--- Aim of the exercise ---
Write the records out again, keeping each line exactly as it is.

*** Begin section ***

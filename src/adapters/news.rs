//! News adapter, grounded in
//! `original_source/app/services/fetcher.py::DataFetcher.fetch`. The
//! response body is opaque JSON — it is destructured later by the context
//! computer (C6), not here.

use serde_json::Value;
use std::collections::BTreeMap;
use std::time::Duration;

pub async fn fetch_fresh(
    client: &reqwest::Client,
    url: &str,
    params: &BTreeMap<String, String>,
    timeout: Duration,
) -> Option<Value> {
    super::fetch_with_timeout(timeout, async {
        let resp = client.get(url).query(params).send().await.ok()?;
        if !resp.status().is_success() {
            tracing::warn!(url, status = %resp.status(), "news adapter received non-2xx response");
            return None;
        }
        resp.json::<Value>().await.ok()
    })
    .await
}

#[cfg(test)]
mod tests {
    use super::*;

    #[tokio::test]
    async fn timeout_yields_none() {
        let client = reqwest::Client::new();
        let params = BTreeMap::new();
        // A non-routable address reliably exceeds a near-zero timeout.
        let result = fetch_fresh(&client, "http://10.255.255.1/news", &params, Duration::from_millis(1)).await;
        assert!(result.is_none());
    }
}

*** End section ***

--- Written response ---
filename src/adapters/news.rs
//! News adapter, grounded in
//! `original_source/app/services/fetcher.py::DataFetcher.fetch`. The
//! response body is opaque JSON — it is destructured later by the context
//! computer (C6), not here.

use serde_json::Value;
use std::collections::BTreeMap;
use std::time::Duration;

pub async fn fetch_fresh(
    client: &reqwest::Client,
    url: &str,
    params: &BTreeMap<String, String>,
    timeout: Duration,
) -> Option<Value> {
    super::fetch_with_timeout(timeout, async {
        let resp = client.get(url).query(params).send().await.ok()?;
        if !resp.status().is_success() {
            tracing::warn!(url, status = %resp.status(), "news adapter received non-2xx response");
            return None;
        }
        resp.json::<Value>().await.ok()
    })
    .await
}

#[cfg(test)]
mod tests {
    use super::*;

    #[tokio::test]
    async fn timeout_yields_none() {
        let client = reqwest::Client::new();
        let params = BTreeMap::new();
        // A non-routable address reliably exceeds a near-zero timeout.
        let result = fetch_fresh(&client, "http://10.255.255.1/news", &params, Duration::from_millis(1)).await;
        assert!(result.is_none());
    }
}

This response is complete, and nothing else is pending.